Advanced Models
Introduction
With the advanced modeling approach, developers implement their model training routines in a python script file and directly use python functions for defining and using PyTorch datasets, TensorFlow datasets, and Dask dataframes (for Scikit-learn and XGBoost modeling) based on BOSS virtual datasets (defined in the No Code client). Additionally, a developer must call functions for uploading trained models and metadata (e.g., model training performance metrics) to the BOSS backend. The advantage of using the advanced model approach is that developers are free to “carry-over” modeling and customized and/or experimental performance analysis techniques from previously written code. Advanced model examples are contained in The BOSS Model Shop.
Advanced Model Format
Advanced models are implemented using python scripts. The code’s entrypoint function must be called main
. One of the biggest differences between Simple
and Advanced
models are that Advanced
models must retrieve the data manually at the beginning of the main()
method by using something like get_features_and_labels
. Refer to this page for more information about data retrieval.
How to write your Model
Arguments and parameters specified from the GUI when starting a training run will be passed into your main()
method as args (look at the example at the bottom of the page). The arguments passed to main are described in the sub-sections below.

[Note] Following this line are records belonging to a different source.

impl<C, D> ClientBuilder<C, D> {
    /// Apply a single option.
    #[must_use]
    pub fn option(mut self, option: ClientOption) -> Self {
        self.settings.apply(option);
        self
    }

    /// Apply options in order.
    #[must_use]
    pub fn options(mut self, options: impl IntoIterator<Item = ClientOption>) -> Self {
        for option in options {
            self.settings.apply(option);
        }
        self
    }

    /// Set the `User-Agent` header.
    #[must_use]
    pub fn user_agent(self, user_agent: impl Into<String>) -> Self {
        self.option(ClientOption::user_agent(user_agent))
    }

    /// Send a `Content-Type` header with every request.
    #[must_use]
    pub fn content_type(self, content_type: impl Into<String>) -> Self {
        self.option(ClientOption::content_type(content_type))
    }

    /// Use basic authentication, replacing any other mode.
    #[must_use]
    pub fn basic_auth(self, username: impl Into<String>, password: impl Into<String>) -> Self {
        self.option(ClientOption::basic_auth(username, password))
    }

    /// Use bearer token authentication, replacing any other mode.
    #[must_use]
    pub fn bearer_token(self, token: impl Into<String>) -> Self {
        self.option(ClientOption::bearer_token(token))
    }

    /// Send no credentials.
    #[must_use]
    pub fn no_auth(self) -> Self {
        self.option(ClientOption::Auth(Auth::None))
    }

    /// Replace the default error checker.
    #[must_use]
    pub fn error_checker(self, checker: impl ErrorChecker) -> Self {
        self.option(ClientOption::error_checker(checker))
    }

    /// Use another transport.
    #[must_use]
    pub fn transport<C2: HttpClient>(self, transport: C2) -> ClientBuilder<C2, D> {
        ClientBuilder {
            base_url: self.base_url,
            transport,
            decoder: self.decoder,
            settings: self.settings,
        }
    }

    /// Use another response decoder.
    #[must_use]
    pub fn decoder<D2: ResponseDecoder>(self, decoder: D2) -> ClientBuilder<C, D2> {
        ClientBuilder {
            base_url: self.base_url,
            transport: self.transport,
            decoder,
            settings: self.settings,
        }
    }

    /// Build the client.
    #[must_use]
    pub fn build(self) -> Client<C, D> {
        Client {
            base_url: Arc::from(self.base_url),
            transport: self.transport,
            decoder: self.decoder,
            settings: self.settings,
        }
    }
}
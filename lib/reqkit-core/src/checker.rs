//! Response classification.
//!
//! An [`ErrorChecker`] decides whether a received response counts as a
//! failure. It sees the outgoing request and the buffered response; reading
//! the body does not consume it.

use crate::{Error, HttpError, Request, Response, Result};

/// Trait for classifying responses as success or error.
///
/// Return `Ok(())` to accept the response. Any error returned is handed back
/// to the caller together with the response; use [`Error::custom`] to report
/// your own error types.
///
/// Closures with the matching signature implement this trait.
///
/// # Example
///
/// ```
/// use reqkit_core::{Error, ErrorChecker, Request, Response, Result};
///
/// /// Treats `404 Not Found` as a valid, empty answer.
/// fn allow_not_found(_req: &Request, res: &Response) -> Result<()> {
///     if res.is_success() || res.status() == 404 {
///         Ok(())
///     } else {
///         Err(Error::custom(format!("unexpected status {}", res.status())))
///     }
/// }
///
/// let checker: &dyn ErrorChecker = &allow_not_found;
/// # let _ = checker;
/// ```
pub trait ErrorChecker: Send + Sync + 'static {
    /// Inspect a completed exchange.
    fn check(&self, request: &Request, response: &Response) -> Result<()>;
}

impl<F> ErrorChecker for F
where
    F: Fn(&Request, &Response) -> Result<()> + Send + Sync + 'static,
{
    fn check(&self, request: &Request, response: &Response) -> Result<()> {
        self(request, response)
    }
}

/// Flags every status outside `200..300` as an [`HttpError`].
#[derive(Debug, Clone, Copy, Default)]
pub struct DefaultErrorChecker;

impl ErrorChecker for DefaultErrorChecker {
    fn check(&self, _request: &Request, response: &Response) -> Result<()> {
        if response.is_success() {
            Ok(())
        } else {
            Err(Error::Http(HttpError::new(response.clone())))
        }
    }
}
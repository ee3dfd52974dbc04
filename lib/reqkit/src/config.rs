//! Settings of the default transport.

use std::time::Duration;

/// Configuration for [`HyperTransport`](crate::HyperTransport).
///
/// No request timeout is set by default: bound individual calls with
/// `tokio::time::timeout`, or set one here for every call.
#[derive(Debug, Clone)]
pub struct TransportConfig {
    /// Whole-exchange timeout, from sending the request to the end of the body.
    pub timeout: Option<Duration>,
    /// TCP connect timeout.
    pub connect_timeout: Option<Duration>,
    /// Idle connections kept per host.
    pub pool_idle_per_host: usize,
    /// How long an idle connection stays pooled.
    pub pool_idle_timeout: Duration,
}

impl Default for TransportConfig {
    fn default() -> Self {
        Self {
            timeout: None,
            connect_timeout: Some(Duration::from_secs(10)),
            pool_idle_per_host: 32,
            pool_idle_timeout: Duration::from_secs(90),
        }
    }
}

impl TransportConfig {
    /// Start from the defaults.
    #[must_use]
    pub fn builder() -> TransportConfigBuilder {
        TransportConfigBuilder::default()
    }
}

/// Builder for [`TransportConfig`], starting from the defaults.
#[derive(Debug, Clone, Default)]
pub struct TransportConfigBuilder {
    config: TransportConfig,
}

impl TransportConfigBuilder {
    /// Bound every exchange, body included.
    #[must_use]
    pub const fn timeout(mut self, timeout: Duration) -> Self {
        self.config.timeout = Some(timeout);
        self
    }

    /// Bound the TCP connect phase.
    #[must_use]
    pub const fn connect_timeout(mut self, timeout: Duration) -> Self {
        self.config.connect_timeout = Some(timeout);
        self
    }

    /// Wait for connections as long as the OS allows.
    #[must_use]
    pub const fn no_connect_timeout(mut self) -> Self {
        self.config.connect_timeout = None;
        self
    }

    /// Idle connections kept per host.
    #[must_use]
    pub const fn pool_idle_per_host(mut self, count: usize) -> Self {
        self.config.pool_idle_per_host = count;
        self
    }

    /// How long an idle connection stays pooled.
    #[must_use]
    pub const fn pool_idle_timeout(mut self, timeout: Duration) -> Self {
        self.config.pool_idle_timeout = timeout;
        self
    }

    /// Finish the configuration.
    #[must_use]
    pub fn build(self) -> TransportConfig {
        self.config
    }
}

TensorFlow, PyTorch and Scikit-learn
Table 1 describes the python arguments (defined in the No Code client when starting mode training) which are always passed to the main
function for TensorFlow, PyTorch, and Scikit-learn models.
Argument | Description |
---|---|
args['model'] (string) |
Model ID, used for storing checkpoints and models to BOSS backend |
args['train_id'] (string) |
Model “training” ID, to be used for storing trained model asset to BOSS backend |
args['vds'] (dictionary) |
A dictionary containing two fields: training & testing. Each field contains a BOSS virtual dataset ID, used for retrieving training/testing data for model training |
args['asset'] (string) |
Asset (word embedding) ID, used for retrieving word embeddings for text classification model training |
args['parameters']['steps'] (int) |
Number of steps for model training |
args['parameters']['lr'] (float) |
Learning rate for model training |
args['parameters']['regularization_value'] (float) |
Regularization value for model training |
args['parameters']['eval_percent'] (float) |
Percentage of the virtual dataset to use for validation |
args['parameters']['test_percent'] (float) |
Percentage of the virtual dataset to use for testing |
args['parameters']['classification_mode'] (string) |
Type of classification (binary, multiclass, tf_premade_multiclass) as selected in the GUI (only applies to classification models) |
args['parameters']['prediction_threshold'] (float) |
For binary classification models, minimum threshold for designating a positive decision |
args['parameters']['max_document_length'] (int) |
Maximum number of tokens to be used for free text input into the model for training (for text classification). |
args['exportdir'] (string) |
Directory used for storing trained model (for upload purposes) |
args['graphversion'] (string) |
Version of the graph being trained |
Table 1. Advanced model python script arguments for TensorFlow and PyTorch models.
XGBoost Dask
Table 2 describes the python arguments passed to the start
function for XGBoost Dask models.
Argument | Description |
---|---|
args['parameters']['lr'] (float) |
Learning rate for model training |
args['parameters']['steps'] (int) |
Number of steps for model training |
args['parameters']['classification_mode'] (string) |
Type of classification (binary, multiclass, tf_premade_multiclass) as selected in the GUI (only applies to classification models) |
args['parameters']['eval_percent'] (float) |
Percentage of the virtual dataset to use for validation |
args['parameters']['test_percent'] (float) |
Percentage of the virtual dataset to use for testing |
args['parameters']['max_document_length'] (int) |
Maximum number of tokens to be used for free text input into the model for training (for text classification). |
args['parameters']['prediction_threshold'] (float) |
For binary classification models, minimum threshold for designating a positive decision |
args['booster'] (string) |
XGBoost booster type |
args['algorithm'] (string) |
One of “booster”, “xgbclassifier”, “xgbregressor” |
args['objective'] (string) |
Learning task and the corresponding learning objective |
args['base_score'] (float) |
The initial prediction score of all instances, global bias |
args['eval_metric'] (string) |
Evaluation metrics for validation data, a default metric will be assigned according to ‘objective’ |
args['seed'] (int) |
Random number seed |
Table 2. Advanced model python script arguments for Dask-XGBoost models.
Saving your Trained Model
At the end of your training run, you will need to save your model. Before doing so, you will want to use one of the boss.core.uds.util
methods for placing your resultant model in a zip file. These methods include:
- zip_model_tf(_estimator, serving_input_receiver_function, model_id, graph_version, log_dir)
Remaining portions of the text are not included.